A colleague recently suggested I read the book, The No Asshole Rule: Building a Civilized Workplace and Surviving One That Isn’t. Maybe I should have asked what his motives were in suggesting that I read this particular book. I didn’t. Some things you just don’t want to know!
The book was a New York Times bestseller, so plenty of people have read it. I’d say it has some good lessons for everyone. But, what amazed me were some of the stories the author, Robert I. Sutton, told about assholes in the workplace.
There’s the story of Scott Rudin who the Wall Street Journal estimated went through 250 personal assistants in a five-year period. Rudin claimed only 119 during the period, but admitted that his estimate excluded assistants who lasted less than two weeks!

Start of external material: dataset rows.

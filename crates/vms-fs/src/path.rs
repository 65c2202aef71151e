//! Path handling shared by the filesystem readers and the mount tree.

use std::collections::VecDeque;

use vms_error::{Result, VmsError};

/// Symlinks followed while resolving one path before giving up.
pub const MAX_SYMLINK_FOLLOWS: usize = 40;

/// Lexically normalise `path` into an absolute path: collapse separators,
/// drop `.` and apply `..` without going above `/`.
#[must_use]
pub fn normalize_path(path: &str) -> String {
    let mut parts: Vec<&str> = Vec::new();
    for comp in path.split('/') {
        match comp {
            "" | "." => {}
            ".." => {
                parts.pop();
            }
            name => parts.push(name),
        }
    }
    format!("/{}", parts.join("/"))
}

/// Absolute normalised form of `path` taken relative to `base`.
#[must_use]
pub fn join_path(base: &str, path: &str) -> String {
    if path.starts_with('/') {
        normalize_path(path)
    } else {
        normalize_path(&format!("{base}/{path}"))
    }
}

/// Split a normalised absolute path into parent directory and final name.
/// The root has an empty name.
#[must_use]
pub fn parent_and_name(path: &str) -> (String, String) {
    let norm = normalize_path(path);
    match norm.rfind('/') {
        Some(0) => ("/".to_owned(), norm[1..].to_owned()),
        Some(idx) => (norm[..idx].to_owned(), norm[idx + 1..].to_owned()),
        None => ("/".to_owned(), norm),
    }
}

/// Directory-tree access a reader provides to the resolver.
pub(crate) trait Namespace {
    type Node: Clone;

    fn root(&self) -> Result<Self::Node>;

    /// Entry `name` in directory `dir`, or `None` when absent.
    fn lookup(&self, dir: &Self::Node, name: &str) -> Result<Option<Self::Node>>;

    fn is_dir(&self, node: &Self::Node) -> Result<bool>;

    /// Target of `node` in this filesystem's `/` namespace when it is a
    /// symlink.
    fn symlink_target(&self, node: &Self::Node) -> Result<Option<String>>;
}

#[derive(Debug, Clone)]
pub(crate) struct Resolved<N> {
    pub node: N,
    /// Canonical absolute path of `node` with every followed link applied.
    pub path: String,
}

/// Walk `path` (relative to `cwd`) through `ns`.
///
/// `..` steps back along the walked chain, so after a followed symlink it
/// leaves the link target rather than the link. The final component is
/// followed only when `follow_final` is set.
pub(crate) fn resolve<N: Namespace + ?Sized>(
    ns: &N,
    cwd: &str,
    path: &str,
    follow_final: bool,
) -> Result<Resolved<N::Node>> {
    let full = if path.starts_with('/') {
        path.to_owned()
    } else {
        format!("{cwd}/{path}")
    };
    let root = ns.root()?;
    let mut chain: Vec<(String, N::Node)> = Vec::new();
    let mut pending: VecDeque<String> = split(&full);
    let mut follows = 0_usize;

    while let Some(comp) = pending.pop_front() {
        match comp.as_str() {
            "." => continue,
            ".." => {
                chain.pop();
                continue;
            }
            _ => {}
        }
        let dir = chain.last().map_or_else(|| root.clone(), |(_, n)| n.clone());
        if !ns.is_dir(&dir)? {
            return Err(VmsError::NotDirectory(display(&chain)));
        }
        let Some(node) = ns.lookup(&dir, &comp)? else {
            return Err(VmsError::NotFound(normalize_path(path_with(&chain, &comp).as_str())));
        };
        if pending.is_empty() && !follow_final {
            chain.push((comp, node));
            break;
        }
        if let Some(target) = ns.symlink_target(&node)? {
            follows += 1;
            if follows > MAX_SYMLINK_FOLLOWS {
                return Err(VmsError::SymlinkLoop(full));
            }
            if target.starts_with('/') {
                chain.clear();
            }
            for part in split(&target).into_iter().rev() {
                pending.push_front(part);
            }
            continue;
        }
        chain.push((comp, node));
    }

    let path = display(&chain);
    let node = chain.pop().map_or(root, |(_, n)| n);
    Ok(Resolved { node, path })
}

fn split(path: &str) -> VecDeque<String> {
    path.split('/')
        .filter(|c| !c.is_empty())
        .map(str::to_owned)
        .collect()
}

fn display<N>(chain: &[(String, N)]) -> String {
    let names: Vec<&str> = chain.iter().map(|(name, _)| name.as_str()).collect();
    format!("/{}", names.join("/"))
}

fn path_with<N>(chain: &[(String, N)], name: &str) -> String {
    format!("{}/{name}", display(chain))
}

#[cfg(test)]
mod tests {
    use super::*;
    use std::collections::HashMap;

    #[test]
    fn normalize_collapses_dots_and_slashes() {
        assert_eq!(normalize_path(""), "/");
        assert_eq!(normalize_path("//usr/./lib/../bin/"), "/usr/bin");
        assert_eq!(normalize_path("/../.."), "/");
        assert_eq!(join_path("/etc", "../var/log"), "/var/log");
        assert_eq!(join_path("/etc", "/boot"), "/boot");
    }

    #[test]
    fn parent_and_name_splits() {
        assert_eq!(
            parent_and_name("/etc/fstab"),
            ("/etc".to_owned(), "fstab".to_owned())
        );
        assert_eq!(parent_and_name("/etc"), ("/".to_owned(), "etc".to_owned()));
        assert_eq!(parent_and_name("/"), ("/".to_owned(), String::new()));
    }

    /// Flat namespace keyed by absolute path; values are `None` for
    /// directories, `Some(target)` for symlinks and `Some("")` for files.
    struct Tree(HashMap<&'static str, Option<&'static str>>);

    impl Namespace for Tree {
        type Node = String;

        fn root(&self) -> Result<String> {
            Ok("/".to_owned())
        }

        fn lookup(&self, dir: &String, name: &str) -> Result<Option<String>> {
            let path = join_path(dir, name);
            Ok(self.0.contains_key(path.as_str()).then_some(path))
        }

        fn is_dir(&self, node: &String) -> Result<bool> {
            Ok(node == "/" || matches!(self.0.get(node.as_str()), Some(None)))
        }

        fn symlink_target(&self, node: &String) -> Result<Option<String>> {
            Ok(match self.0.get(node.as_str()) {
                Some(Some(t)) if !t.is_empty() => Some((*t).to_owned()),
                _ => None,
            })
        }
    }

    fn tree() -> Tree {
        Tree(HashMap::from([
            ("/etc", None),
            ("/etc/hosts", Some("")),
            ("/usr", None),
            ("/usr/lib", None),
            ("/usr/lib/libc.so", Some("")),
            ("/lib", Some("usr/lib")),
            ("/abs", Some("/usr")),
            ("/loop", Some("/loop")),
            ("/usr/lib/up", Some("../../etc")),
        ]))
    }

    #[test]
    fn follows_intermediate_links() {
        let got = resolve(&tree(), "/", "/lib/libc.so", false).expect("resolve");
        assert_eq!(got.node, "/usr/lib/libc.so");
        assert_eq!(got.path, "/usr/lib/libc.so");
    }

    #[test]
    fn final_link_followed_only_on_request() {
        let t = tree();
        assert_eq!(resolve(&t, "/", "abs", false).expect("lstat").node, "/abs");
        let followed = resolve(&t, "/", "abs", true).expect("stat");
        assert_eq!(followed.node, "/usr");
        let up = resolve(&t, "/", "/lib/up/hosts", false).expect("relative link");
        assert_eq!(up.path, "/etc/hosts");
    }

    #[test]
    fn relative_to_cwd_and_dotdot() {
        let got = resolve(&tree(), "/usr/lib", "../../etc/hosts", false).expect("resolve");
        assert_eq!(got.path, "/etc/hosts");
    }

    #[test]
    fn lookup_errors() {
        let t = tree();
        assert!(matches!(
            resolve(&t, "/", "/nope", false),
            Err(VmsError::NotFound(_))
        ));
        assert!(matches!(
            resolve(&t, "/", "/etc/hosts/x", false),
            Err(VmsError::NotDirectory(_))
        ));
        assert!(matches!(
            resolve(&t, "/", "/loop", true),
            Err(VmsError::SymlinkLoop(_))
        ));
    }
}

Sutton also relays a story taken from Brutal Bosses and Their Prey in which a boss stood in a subordinate’s doorway so that everyone in the central work area could see and hear him. He held his employee’s work in his hand and told him it was inadequate. As the boss did so, he crumpled the papers one by one dropping them on the floor. He then said loudly, “Garbage in, garbage out. You give me garbage; now you clean it up.” The employee did so, embarrassed as his coworkers watched him, a 36-year-old man, stoop before his boss to pick up the crumpled pieces of paper.
It amazes me these people really exist! A guy who, by his own admission, averages a new assistant every two weeks for five years? Really? A boss who balls up the work of his employee, tosses in on the floor, and then requires the employee to bend down at his feet to pick it up – -all while his coworkers look on?! Who are these people?
It reminds me of the line from the movie Hook in which Dustin Hoffman plays the infamous Captain Hook and Robin Williams stars as Peter “Pan” Banning. Peter’s daughter says to him about Captain Hook, “He’s just a mean old man without a mommy.” Don’t these people have mothers?
That brings me to what Sutton calls the “fundamental lesson that runs through this book.” It’s “the difference between how a person treats the powerless versus the powerful is as good a measure of human character as I know.” That works for me.
Many people are good at “kissing up” but very capable of “kicking down.” But the true leaders treat everyone the same — with respect. Here are some lessons on respect and creating a better workplace I took from the book:
- To become a better organization, reduce the differences between the highest- and lowest-status members of your enterprise. Get rid of the executive restrooms, preferred parking places, and other status symbols that divide people into classes.
- “Fight as if you are right; listen as if you are wrong.” It’s OK to defend your ideas, but you also need to listen to the other side. You might just find out there’s a better solution. But you’ll never know about it unless you listen.
- At Intel, they have a motto: “Disagree and then commit.” Again, debate the ideas but once the decision has been made to move forward in a certain way, people need to get behind it. Second-guessing, complaining, and arguing dooms a decision to failure because there isn’t sufficient energy and commitment behind it.
- Nearly all human beings have “distorted, and often inflated, beliefs about how they treat, affect, and are seen by others.” Really try to find out how others see you and contrast that with your own beliefs. Some of it might be hard to hear, but you can learn from it.
Sutton offers a self-test to help you determine whether you’re a certified asshole. It’s worth taking, but I think most of us will have a hard time self-diagnosing because of what I said above. We have distorted, often inflated, beliefs about how we affect others. We just don’t want to admit that we just might be an asshole.
I must admit, after 25 years in business, I’ve seen very few certifiable assholes. There have been people I don’t care for very much, but few that meet Sutton’s definition of offenders who consistently make people who are less powerful feel worse about themselves. And I’ve never worked with anyone who can compare to some of those represented in the book. Sure, everyone is capable of acting out from time to time, but I just haven’t seen much blatant disregard for other human beings as is portrayed in Sutton’s book. I’m thankful for that!
Good afternoon Mr. Oswald:
I purchased several copies of this book to share with others. It is amazing to read the examples in Sutton’s book but it’s sad to know that many examples, perhaps not as elaborate, go on in the workplace.
After I began reading the book I thought of something I say so often and that being, “If you think you have it bad, look at or listen to someone else. I have certainly not had it as bad as some of the examples in Sutton’s book.
One thing I’ve learned through my own professional journey is oftentimes, those who are in a position of power whether it be your boss, someone higher than your boss or a colleague who is considered a “touch me not”, who treats other people poorly in a demeaning manner simply do so because of their own lack of self worth. Treating other people in a negative manner allows them to feel worthy to the face in the glass unfortunately.
I enjoy your articles as well. Keep writing!!